120 ans après la loi de 1905, comment les jeunes s’emparent-ils de la laïcité ?

Promulguée le 9 décembre 1905, la loi sur la laïcité fête ses 120 ans. Comment ce sujet complexe est-il transmis aux plus jeunes pour qu’eux aussi puissent s’en emparer ? À Chanteloup-les-Vignes, on a fait le choix d’un jeu de plateau.
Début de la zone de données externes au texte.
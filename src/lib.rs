//! Adversarial grid games and the agents that play them
//!
//! This crate provides:
//! - Tic-Tac-Toe on a square board with symmetry-folded position keys
//! - Fourplay, a Connect-Four style gravity game
//! - Random, negamax, Monte Carlo tree search and TD value-function agents
//! - A turn-taking game loop, series statistics and snapshot persistence

pub mod adapters;
pub mod agents;
pub mod board;
pub mod cli;
pub mod config;
pub mod error;
pub mod fourplay;
pub mod game;
pub mod ports;
pub mod series;
pub mod tictactoe;
pub mod transposition;
pub mod types;

pub use board::{Board, GameOutcome, Player};
pub use error::{Error, Result};
pub use types::CanonicalKey;
//! Observer port - move notifications for rendering and logging
//!
//! The game loop calls these hooks synchronously after every successful
//! move and after every reset. It ignores whatever the observer does with
//! them.

use crate::board::{Board, Player};

/// Listener for game loop events
///
/// # Examples
///
/// ```
/// use gridplay::{
///     board::Player,
///     ports::MoveObserver,
///     tictactoe::{TicTacToe, Tile},
/// };
///
/// #[derive(Default)]
/// struct MoveCounter {
///     moves: usize,
/// }
///
/// impl MoveObserver<TicTacToe> for MoveCounter {
///     fn on_move(&mut self, _mover: Player, _mv: Tile, _board: &TicTacToe) {
///         self.moves += 1;
///     }
/// }
/// ```
pub trait MoveObserver<B: Board>: Send {
    /// Called after `mover` played `mv`; `board` is the position after the move.
    ///
    /// # Default Implementation
    ///
    /// Does nothing.
    fn on_move(&mut self, _mover: Player, _mv: B::Move, _board: &B) {}

    /// Called after the game loop replaced its board with a fresh one.
    ///
    /// # Default Implementation
    ///
    /// Does nothing.
    fn on_reset(&mut self, _board: &B) {}
}
//! Repository port for value table persistence.

use std::path::Path;

use crate::{Result, agents::ValueSnapshot};

/// Port for persisting and loading value-function snapshots.
///
/// # Examples
///
/// ```no_run
/// use gridplay::adapters::MsgPackRepository;
/// use gridplay::agents::ValueSnapshot;
/// use gridplay::board::Player;
/// use gridplay::ports::SnapshotRepository;
/// use gridplay::transposition::TranspositionCache;
/// use std::path::Path;
///
/// let repo = MsgPackRepository::new();
/// let snapshot = ValueSnapshot::new(Player::X, 0, TranspositionCache::new());
/// repo.save(&snapshot, Path::new("values.msgpack"))?;
/// let loaded = repo.load(Path::new("values.msgpack"))?;
/// assert!(loaded.is_some());
/// # Ok::<(), gridplay::Error>(())
/// ```
pub trait SnapshotRepository {
    /// Save a snapshot to persistent storage.
    ///
    /// # Errors
    ///
    /// Returns an error if the location cannot be written or serialization
    /// fails.
    fn save(&self, snapshot: &ValueSnapshot, path: &Path) -> Result<()>;

    /// Load a snapshot, `Ok(None)` if nothing is stored at `path`.
    ///
    /// # Errors
    ///
    /// Returns [`crate::Error::Persistence`] if the stored bytes do not
    /// decode into a supported snapshot, or an I/O error if the location
    /// exists but cannot be read.
    fn load(&self, path: &Path) -> Result<Option<ValueSnapshot>>;
}
//! Turn-taking, move validation and observers.

use std::sync::{Arc, Mutex};

use gridplay::{
    Board, Error, GameOutcome, Player, Result,
    agents::{NegamaxAgent, RandomAgent},
    board::Cell,
    config::NegamaxConfig,
    fourplay::{FourPlay, Slot},
    game::Game,
    ports::{Agent, MoveObserver},
    series::play_series,
    tictactoe::TicTacToe,
};

/// Plays the given moves in order, whatever the board says.
struct Scripted(Vec<Slot>);

impl Agent<FourPlay> for Scripted {
    fn choose_move(&mut self, _board: &FourPlay) -> Result<Slot> {
        Ok(self.0.remove(0))
    }

    fn name(&self) -> &str {
        "scripted"
    }
}

#[derive(Clone, Default)]
struct MoveCounter(Arc<Mutex<usize>>);

impl<B: Board> MoveObserver<B> for MoveCounter {
    fn on_move(&mut self, _mover: Player, _mv: B::Move, _board: &B) {
        *self.0.lock().unwrap() += 1;
    }
}

#[test]
fn full_column_is_rejected_without_changing_the_board() {
    // Both sides stack column 0 until it is full, then X tries it once more
    let x = vec![Slot::new(0), Slot::new(0), Slot::new(0), Slot::new(0)];
    let o = vec![Slot::new(0), Slot::new(0), Slot::new(0)];
    let mut game: Game<FourPlay> = Game::new(Box::new(Scripted(x)), Box::new(Scripted(o)));

    for _ in 0..6 {
        assert_eq!(game.play_round().unwrap(), None);
    }
    let before = game.board().clone();
    let err = game.play_round().unwrap_err();
    assert!(matches!(err, Error::IllegalMove { .. }));
    assert_eq!(game.board(), &before);
    assert_eq!(game.board().outcome(), None);
    assert_eq!(game.history().len(), 6);
}

#[test]
fn observers_see_every_move() {
    let counter = MoveCounter::default();
    let mut game: Game<FourPlay> = Game::new(
        Box::new(NegamaxAgent::new(
            NegamaxConfig::new()
                .with_depth_limit(Some(4))
                .with_shuffle(true)
                .with_seed(1),
        )),
        Box::new(RandomAgent::with_seed(2)),
    )
    .with_observer(Box::new(counter.clone()));

    game.play_to_end().unwrap();
    let moves = game.history().len();
    assert_eq!(*counter.0.lock().unwrap(), moves);

    let grid = game.board().grid();
    assert_eq!(grid.count(Cell::X) + grid.count(Cell::O), moves);
    assert!(game.board().legal_moves().is_empty());
}

#[test]
fn history_alternates_sides() {
    let mut game: Game<TicTacToe> = Game::new(
        Box::new(RandomAgent::with_seed(4)),
        Box::new(RandomAgent::with_seed(5)),
    );
    game.play_to_end().unwrap();
    for (i, (mover, _)) in game.history().iter().enumerate() {
        let expected = if i % 2 == 0 { Player::X } else { Player::O };
        assert_eq!(*mover, expected);
    }
}

#[test]
fn series_counts_add_up() {
    let mut game: Game<TicTacToe> = Game::new(
        Box::new(RandomAgent::with_seed(8)),
        Box::new(RandomAgent::with_seed(9)),
    );
    let mut outcomes = Vec::new();
    let result = play_series(&mut game, 25, |_, outcome| outcomes.push(outcome)).unwrap();
    assert_eq!(result.total_games, 25);
    assert_eq!(result.x_wins + result.o_wins + result.draws, 25);
    assert_eq!(
        outcomes
            .iter()
            .filter(|o| **o == GameOutcome::Draw)
            .count(),
        result.draws
    );
    assert!((result.x_win_rate + result.o_win_rate + result.draw_rate - 1.0).abs() < 1e-9);
}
Depuis la Révolution Française, la laïcité fait partie intégrante des valeurs de la République. « Nul ne doit être inquiété pour ses opinions, même religieuses, pourvu que leur manifestation ne trouble pas l’ordre public établi par loi » stipule la Déclaration des droits de l’homme et du citoyen du 26 août 1789. Toutefois, elle a mis du temps à s’installer réellement. Il faut attendre la 3ème République pour la voir s’enraciner après une véritable guerre idéologique entre l’État républicain et l’Église catholique. En effet, aux yeux des républicains, ce principe permet aux Français de se soustraire des organisations cléricales. L’école est directement visée comme enjeu fondamental et la loi Ferry du 28 mars 1882 remplace ainsi l’instruction morale et religieuse par l’instruction morale et civique.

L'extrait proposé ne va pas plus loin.